Tally the lines in the data below in which the word "None" occurs, then give only the total.

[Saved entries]
_ _ _ _
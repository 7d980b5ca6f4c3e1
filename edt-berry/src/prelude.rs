//! 🍇欢迎光临🍓
//!
//! 涵盖了本 crate 一系列常用的功能.

pub use crate::edge::{edge_boundaries, EdgeOptions, EdgeSide, NeighbourRank};
pub use crate::edt::{
    compute_edt, AxisMask, EdtError, EdtOptions, EdtResult, FovBoundary, Orientation, Plane,
};
pub use crate::{Idx3d, LabelVolume, NiftiHeaderAttr};
//! 基于 EDT 的边缘提取.
//!
//! 输入是未阈值化的高斯差分 (DoG) 图. DoG 非负的体素组成区域 1, 其余为背景,
//! 对这个二值标签网格做平方 EDT (背景取负), 再按邻接阶数截取紧贴区域边界的
//! 一层体素作为边缘. DoG 滤波本身不在本模块内.

use std::str::FromStr;

use log::info;
use ndarray::{Array3, ArrayView3, Zip};

use crate::consts::{DOG_ROI, EDGE_TOLERANCE};
use crate::edt::{compute_edt, AxisMask, ConfigError, EdtOptions, EdtResult, Plane};

#[cfg(feature = "serde")]
use serde::{Deserialize, Serialize};

/// 取区域边界的哪一侧作为边缘.
#[derive(Copy, Clone, Debug, Default, Eq, PartialEq, Hash)]
#[cfg_attr(feature = "serde", derive(Serialize, Deserialize))]
pub enum EdgeSide {
    /// 负侧: 紧贴区域的背景体素. 关键字 `NEG`.
    #[default]
    Neg,

    /// 正侧: 紧贴背景的区域体素. 关键字 `POS`.
    Pos,

    /// 两侧, 输出均为正. 关键字 `BOTH`.
    Both,

    /// 两侧, 负侧输出取负. 关键字 `BOTH_SIGN`.
    BothSign,
}

impl EdgeSide {
    /// 平方 EDT 值落在该闭区间内的体素是边缘.
    pub fn window(&self, rank: NeighbourRank) -> (f32, f32) {
        let t = rank.threshold();
        match self {
            EdgeSide::Neg => (-t, 0.0),
            EdgeSide::Pos => (0.0, t),
            EdgeSide::Both | EdgeSide::BothSign => (-t, t),
        }
    }

    /// 输出是否保留负侧的符号?
    #[inline]
    pub fn keeps_sign(&self) -> bool {
        matches!(self, EdgeSide::BothSign)
    }

    /// 缩放时使用的两个百分位 (0 到 1 之间).
    fn percentiles(&self) -> (f64, f64) {
        match self {
            EdgeSide::Neg => (0.98, 0.50),
            EdgeSide::Pos => (0.02, 0.50),
            EdgeSide::Both | EdgeSide::BothSign => (0.25, 0.75),
        }
    }
}

impl FromStr for EdgeSide {
    type Err = ConfigError;

    fn from_str(s: &str) -> Result<Self, Self::Err> {
        match s {
            "NEG" => Ok(EdgeSide::Neg),
            "POS" => Ok(EdgeSide::Pos),
            "BOTH" => Ok(EdgeSide::Both),
            "BOTH_SIGN" => Ok(EdgeSide::BothSign),
            other => Err(ConfigError::UnknownEdgeSide(other.to_string())),
        }
    }
}

/// 边缘体素与区域边界之间允许的邻接关系.
#[derive(Copy, Clone, Debug, Default, Eq, PartialEq, Hash)]
#[cfg_attr(feature = "serde", derive(Serialize, Deserialize))]
#[repr(u8)]
pub enum NeighbourRank {
    /// 共面.
    #[default]
    Face = 1,

    /// 共面或共棱.
    Edge = 2,

    /// 共面, 共棱或共顶点.
    Corner = 3,
}

impl NeighbourRank {
    /// 单位体素下对应的平方距离上限.
    #[inline]
    pub fn threshold(&self) -> f32 {
        *self as u8 as f32 * EDGE_TOLERANCE
    }
}

impl TryFrom<u8> for NeighbourRank {
    type Error = ConfigError;

    fn try_from(value: u8) -> Result<Self, Self::Error> {
        match value {
            1 => Ok(NeighbourRank::Face),
            2 => Ok(NeighbourRank::Edge),
            3 => Ok(NeighbourRank::Corner),
            r => Err(ConfigError::InvalidRank(r)),
        }
    }
}

/// 边缘提取选项.
#[derive(Clone, Debug, PartialEq)]
#[cfg_attr(feature = "serde", derive(Serialize, Deserialize))]
pub struct EdgeOptions {
    /// 边缘所在的一侧.
    pub side: EdgeSide,

    /// 邻接阶数.
    pub rank: NeighbourRank,

    /// 是否按 DoG 值缩放边缘. 详见 [`scale_boundaries`].
    pub scale: bool,

    /// 参与 EDT 的数组轴.
    pub axes: AxisMask,

    /// 二维模式的平面, 仅用于日志输出.
    pub plane: Option<Plane>,

    /// 日志详细程度. 0 表示不输出进度信息. 内部的 EDT 始终不输出日志.
    pub verbosity: u8,
}

impl Default for EdgeOptions {
    fn default() -> Self {
        Self {
            side: EdgeSide::default(),
            rank: NeighbourRank::default(),
            scale: false,
            axes: AxisMask::full(),
            plane: None,
            verbosity: 1,
        }
    }
}

/// DoG 非负的体素标为 [`DOG_ROI`], 其余为 0.
pub fn dog_roi_map(dog: ArrayView3<f32>) -> Array3<u8> {
    dog.mapv(|v| if v >= 0.0 { DOG_ROI } else { 0 })
}

/// 边缘提取所用的 EDT 选项: 忽略体素边长, 背景取负, 输出平方距离, 不输出日志.
/// 二维设置沿用 `opts`.
pub fn edge_edt_options(opts: &EdgeOptions) -> EdtOptions {
    EdtOptions {
        squared: true,
        background_negative: true,
        ignore_voxdims: true,
        axes: opts.axes,
        plane: opts.plane,
        verbosity: 0,
        ..Default::default()
    }
}

/// 截取平方 EDT 中落在 `side` 窗口内的体素.
///
/// 边缘体素输出 1, 在 [`EdgeSide::BothSign`] 下负值体素输出 -1, 其余输出 0.
pub fn threshold_edt(edt: ArrayView3<f32>, rank: NeighbourRank, side: EdgeSide) -> Array3<i16> {
    let (bot, top) = side.window(rank);
    edt.mapv(|v| match (bot <= v && v <= top, side.keeps_sign() && v < 0.0) {
        (true, true) => -1,
        (true, false) => 1,
        (false, _) => 0,
    })
}

/// 从 DoG 图提取边缘, 需要时再按 DoG 值缩放.
///
/// # 返回值
///
/// DoG 图全部非负或全部为负时没有任何边界, 返回 `Err(EdtError::SingleLabel)`.
pub fn edge_boundaries(dog: ArrayView3<f32>, opts: &EdgeOptions) -> EdtResult<Array3<i16>> {
    if opts.verbosity > 0 {
        info!(
            "edge detection on {:?} grid, side {:?}, rank {}",
            dog.shape(),
            opts.side,
            opts.rank as u8
        );
    }
    let roi = dog_roi_map(dog);
    let edt = compute_edt(roi.view(), None, [1.0; 3], &edge_edt_options(opts))?;
    let bnd = threshold_edt(edt.view(), opts.rank, opts.side);

    if opts.scale {
        Ok(scale_boundaries(bnd.view(), dog, opts.side))
    } else {
        Ok(bnd)
    }
}

/// 按 DoG 值把边缘体素重新映射到 `1..=100`, 非边缘体素为 0.
///
/// 先在所有边缘体素的非零 DoG 值中取两个百分位 (线性插值):
///
/// 1. 单侧 (`Neg` 取 98% 与 50%, `Pos` 取 2% 与 50%):
///   `v = (dog - p0) / (p1 - p0)`;
/// 2. 双侧 (取 25% 与 75%): 非负 DoG 为 `dog / p75`, 负 DoG 为 `dog / p25`.
///
/// `v >= 1` 时输出 100, 否则输出 `99 max(v, 0) + 1` 的整数部分.
/// 百分位无法计算或除数为 0 时, 所有边缘体素输出 100.
/// [`EdgeSide::BothSign`] 下负 DoG 的边缘体素取负.
pub fn scale_boundaries(bnd: ArrayView3<i16>, dog: ArrayView3<f32>, side: EdgeSide) -> Array3<i16> {
    let mut values: Vec<f64> = Zip::from(&bnd)
        .and(&dog)
        .fold(Vec::new(), |mut acc, b, d| {
            if *b != 0 && *d != 0.0 {
                acc.push(*d as f64);
            }
            acc
        });
    values.sort_by(|a, b| a.total_cmp(b));

    let (p0, p1) = side.percentiles();
    let range = percentile(&values, p0).zip(percentile(&values, p1));

    let ratio = |num: f64, den: f64| if den == 0.0 { f64::INFINITY } else { num / den };
    Zip::from(&bnd).and(&dog).map_collect(|b, d| {
        if *b == 0 {
            return 0;
        }
        let d = *d as f64;
        let v = match (range, side) {
            (None, _) => f64::INFINITY,
            (Some((bot, top)), EdgeSide::Neg | EdgeSide::Pos) => ratio(d - bot, top - bot),
            (Some((bot, top)), EdgeSide::Both | EdgeSide::BothSign) => {
                if d >= 0.0 {
                    ratio(d, top)
                } else {
                    ratio(d, bot)
                }
            }
        };
        let out = if v.is_nan() || v >= 1.0 {
            100
        } else {
            (99.0 * v.max(0.0) + 1.0) as i16
        };
        if side.keeps_sign() && d < 0.0 {
            -out
        } else {
            out
        }
    })
}

/// 有序序列 `sorted` 的第 `p` 分位数, 在 `p * (n - 1)` 处线性插值. 空序列返回 `None`.
fn percentile(sorted: &[f64], p: f64) -> Option<f64> {
    let last = sorted.len().checked_sub(1)?;
    let pos = p * last as f64;
    let (lo, hi) = (pos.floor() as usize, pos.ceil() as usize);
    Some(sorted[lo] + (sorted[hi] - sorted[lo]) * (pos - lo as f64))
}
_ _ _ _
* **Answer space**
4